Mitochondria and plasma membrane permeabilization by polycationic peptides derived from Cry‐protoxins

Polycationic peptides hold a promise as antitumoral and antimicrobial agents. Many natural and artificially designed polycationic peptides demonstrate high activity in permeabilization of biological membranes. In this work, several peptides composed of 20 amino acid residues were designed on the bases of amino acid sequences of some Cry‐protoxins. The effects of these peptides on the rat liver mitochondria were evaluated using the measurement of mitochondrial swelling and pyridine nucleotide fluorescence, as endogenous indirect indicator of the inner membrane potential changes.

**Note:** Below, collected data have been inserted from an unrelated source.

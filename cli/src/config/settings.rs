//! Application configuration settings.

use std::path::PathBuf;
use std::time::Duration;

use serde::{Deserialize, Serialize};
use url::Url;

use crate::auth::tokens::{TenantSlot, REFRESH_WINDOW};
use crate::error::{AuthError, Result};

/// Main configuration for tenantlink.
#[derive(Debug, Clone, Default, Serialize, Deserialize)]
#[serde(default)]
pub struct TenantLinkConfig {
    /// Identity provider and tenant bindings.
    pub auth: AuthConfig,
    /// Credential storage settings.
    pub storage: StorageConfig,
    /// Background refresh settings.
    pub refresh: RefreshConfig,
}

/// Identity provider configuration.
#[derive(Debug, Clone, Serialize, Deserialize)]
#[serde(default)]
pub struct AuthConfig {
    /// OAuth client ID, shared by both tenants.
    pub client_id: String,
    /// Tenant bound to the source slot.
    pub source_tenant_id: String,
    /// Tenant bound to the target slot.
    pub target_tenant_id: String,
    /// Authority base URL; tenant-scoped endpoints hang off it.
    #[serde(with = "url_serde")]
    pub authority: Url,
    /// Scopes requested for both tenants.
    pub scopes: Vec<String>,
}

impl Default for AuthConfig {
    fn default() -> Self {
        Self {
            client_id: String::new(),
            source_tenant_id: String::new(),
            target_tenant_id: String::new(),
            authority: Url::parse("https://login.microsoftonline.com")
                .expect("valid default URL"),
            scopes: vec![
                "https://graph.microsoft.com/.default".to_string(),
                "offline_access".to_string(),
            ],
        }
    }
}

impl AuthConfig {
    /// Tenant ID bound to `slot`.
    #[must_use]
    pub fn tenant_for(&self, slot: TenantSlot) -> &str {
        match slot {
            TenantSlot::Source => &self.source_tenant_id,
            TenantSlot::Target => &self.target_tenant_id,
        }
    }

    /// Checks that both slots are bound and point at distinct tenants.
    ///
    /// # Errors
    ///
    /// Returns [`AuthError::Config`] describing the first problem found.
    pub fn validate(&self) -> Result<()> {
        if self.client_id.trim().is_empty() {
            return Err(AuthError::Config(
                "auth.client_id is not set (or TENANTLINK_CLIENT_ID)".to_string(),
            ));
        }

        for slot in TenantSlot::ALL {
            if self.tenant_for(slot).trim().is_empty() {
                return Err(AuthError::Config(format!(
                    "auth.{slot}_tenant_id is not set"
                )));
            }
        }

        if self.source_tenant_id == self.target_tenant_id {
            return Err(AuthError::Config(
                "source and target must be bound to different tenants".to_string(),
            ));
        }

        Ok(())
    }
}

/// Credential storage configuration.
#[derive(Debug, Clone, Default, Serialize, Deserialize)]
#[serde(default)]
pub struct StorageConfig {
    /// Token directory override. Defaults to `<data_dir>/tenantlink/tokens`.
    pub dir: Option<PathBuf>,
}

/// Background refresh configuration.
#[derive(Debug, Clone, Serialize, Deserialize)]
#[serde(default)]
pub struct RefreshConfig {
    /// Seconds between auto-refresh ticks.
    pub interval_secs: u64,
}

impl Default for RefreshConfig {
    fn default() -> Self {
        Self { interval_secs: 240 }
    }
}

impl RefreshConfig {
    /// Tick period as a [`Duration`].
    #[must_use]
    pub const fn interval(&self) -> Duration {
        Duration::from_secs(self.interval_secs)
    }

    /// The interval must be non-zero and shorter than the refresh window,
    /// otherwise a credential could expire between two ticks.
    pub fn validate(&self) -> Result<()> {
        if self.interval_secs == 0 || self.interval() >= REFRESH_WINDOW {
            return Err(AuthError::Config(format!(
                "refresh.interval_secs must be between 1 and {}",
                REFRESH_WINDOW.as_secs() - 1
            )));
        }
        Ok(())
    }
}

/// Custom serde module for URL serialization.
mod url_serde {
    use serde::{self, Deserialize, Deserializer, Serializer};
    use url::Url;

    pub fn serialize<S>(url: &Url, serializer: S) -> Result<S::Ok, S::Error>
    where
        S: Serializer,
    {
        serializer.serialize_str(url.as_str())
    }

    pub fn deserialize<'de, D>(deserializer: D) -> Result<Url, D::Error>
    where
        D: Deserializer<'de>,
    {
        let s = String::deserialize(deserializer)?;
        Url::parse(&s).map_err(serde::de::Error::custom)
    }
}

/// Environment variables that can override configuration.
pub mod env {
    pub const CLIENT_ID: &str = "TENANTLINK_CLIENT_ID";
    pub const SOURCE_TENANT: &str = "TENANTLINK_SOURCE_TENANT";
    pub const TARGET_TENANT: &str = "TENANTLINK_TARGET_TENANT";
    pub const AUTHORITY: &str = "TENANTLINK_AUTHORITY";
    pub const TOKEN_DIR: &str = "TENANTLINK_TOKEN_DIR";
    pub const LOG_LEVEL: &str = "TENANTLINK_LOG";
}

impl TenantLinkConfig {
    /// Apply environment variable overrides to the configuration.
    #[must_use]
    pub fn with_env_overrides(mut self) -> Self {
        if let Ok(client_id) = std::env::var(env::CLIENT_ID) {
            self.auth.client_id = client_id;
        }

        if let Ok(tenant) = std::env::var(env::SOURCE_TENANT) {
            self.auth.source_tenant_id = tenant;
        }

        if let Ok(tenant) = std::env::var(env::TARGET_TENANT) {
            self.auth.target_tenant_id = tenant;
        }

        if let Ok(url) = std::env::var(env::AUTHORITY) {
            if let Ok(parsed) = Url::parse(&url) {
                self.auth.authority = parsed;
            }
        }

        if let Ok(dir) = std::env::var(env::TOKEN_DIR) {
            self.storage.dir = Some(PathBuf::from(dir));
        }

        self
    }

    /// Validate everything needed before authenticating.
    pub fn validate(&self) -> Result<()> {
        self.auth.validate()?;
        self.refresh.validate()
    }
}
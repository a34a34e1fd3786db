//! CLI module for tenantlink.

pub mod args;
pub mod commands;

pub use args::{AuthCommands, Cli, Commands, ConfigCommands, ShellType, SlotArg};
//! tenantlink - dual-tenant authentication for cross-tenant tooling.
//!
//! Signs a user into a source and a target Microsoft Entra tenant at the same
//! time, keeps both credentials encrypted at rest and refreshes them before
//! they expire. The library exposes [`auth::AuthOrchestrator`] for embedding;
//! the `tenantlink` binary drives it from a terminal.

pub mod auth;
pub mod cli;
pub mod config;
pub mod error;

pub use error::{AuthError, Result};
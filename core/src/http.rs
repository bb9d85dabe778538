//! Request and result types exchanged with the courier.
//!
//! # Design
//! These types describe one submission and its single result as plain data.
//! All fields use owned types (`String`, `Vec`) and derive serde traits so
//! values can cross host-envelope boundaries without lifetime concerns.
//! Bodies are raw bytes; the courier never interprets response content.

use serde::{Deserialize, Serialize};

/// Status codes synthesized by the courier when no real server status is
/// available. Anything else in a [`Response`] came from the server verbatim.
pub mod status {
    /// Not-found-class transport failure.
    pub const FORBIDDEN: u16 = 403;

    /// No connectivity, timeout expiry, or any other transport failure.
    pub const GATEWAY_TIMEOUT: u16 = 504;
}

/// Method selector carried in a submission.
///
/// Host envelopes carry the method as a raw integer code. Codes other than
/// GET and POST are preserved as [`Method::Unrecognized`] so the executor
/// can apply its pass-through default instead of rejecting the submission.
#[derive(Debug, Clone, Copy, PartialEq, Eq, Serialize, Deserialize)]
pub enum Method {
    Get,
    Post,
    /// Any other wire code. Executed as a no-op yielding the empty result.
    Unrecognized(i32),
}

impl Method {
    /// Wire code for a GET submission.
    pub const GET_CODE: i32 = 0;
    /// Wire code for a POST submission.
    pub const POST_CODE: i32 = 1;

    /// Decode a host-envelope method code.
    pub fn from_code(code: i32) -> Self {
        match code {
            Self::GET_CODE => Method::Get,
            Self::POST_CODE => Method::Post,
            other => Method::Unrecognized(other),
        }
    }
}

/// One submission: a single HTTP exchange to perform.
///
/// The `parameter` plays a different role per method. For GET it is appended
/// verbatim to `base_url` — no URL-escaping, no separator insertion; callers
/// pre-format any `?`/`&` themselves, and existing callers rely on that raw
/// concatenation. For POST it is sent as the full request body, UTF-8 text,
/// and never touches the URL.
#[derive(Debug, Clone, Serialize, Deserialize)]
pub struct Request {
    pub method: Method,
    pub base_url: String,
    pub parameter: Option<String>,
}

impl Request {
    pub fn get(base_url: impl Into<String>, parameter: Option<String>) -> Self {
        Self {
            method: Method::Get,
            base_url: base_url.into(),
            parameter,
        }
    }

    pub fn post(base_url: impl Into<String>, parameter: Option<String>) -> Self {
        Self {
            method: Method::Post,
            base_url: base_url.into(),
            parameter,
        }
    }

    /// The URL the exchange actually targets.
    ///
    /// For GET with a present, non-empty parameter this is `base_url` with
    /// the parameter concatenated verbatim; in every other case it is
    /// `base_url` unmodified.
    pub fn effective_url(&self) -> String {
        match (self.method, self.parameter.as_deref()) {
            (Method::Get, Some(param)) if !param.is_empty() => {
                format!("{}{}", self.base_url, param)
            }
            _ => self.base_url.clone(),
        }
    }
}

/// The one result delivered per submission.
///
/// `body` is present only when an exchange completed. Non-2xx server
/// statuses are passed through verbatim with their body; they are results,
/// not failures. Synthesized failures carry no body.
#[derive(Debug, Clone, PartialEq, Eq, Serialize, Deserialize)]
pub struct Response {
    pub status: u16,
    pub body: Option<Vec<u8>>,
}

impl Response {
    /// A completed exchange: the server's status with its buffered body.
    pub fn completed(status: u16, body: Vec<u8>) -> Self {
        Self {
            status,
            body: Some(body),
        }
    }

    /// A synthesized failure: status code only, no body.
    pub fn failure(status: u16) -> Self {
        Self { status, body: None }
    }

    /// The empty result produced for unrecognized methods. No exchange is
    /// performed and the host-envelope default result code 0 is delivered.
    pub fn empty() -> Self {
        Self {
            status: 0,
            body: None,
        }
    }

    /// The body as UTF-8 text, if present and valid.
    pub fn body_text(&self) -> Option<&str> {
        self.body.as_deref().and_then(|b| std::str::from_utf8(b).ok())
    }
}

To study plasma membrane permeabilization by these peptides, the rat red blood cells with normal and artificially generated high membrane potentials were used (Lemeshko VV, Arch. Biochem. Biophys., 2010). Most of the designed peptides caused mitochondria permeabilization at the concentration of 4 ug/ml or less. The effect of the peptides on the red blood cell swelling was strongly potentiated by the artificially generated membrane potential (up to −200 mV, in the presence of valinomycin). The peptides with significant mitochondria permeabilizing effects and relatively low capacity to induce hemolysis were selected for further modifications to obtain peptide properties essential for antitumoral activity. (Supported by Colciencias grant #111840820380).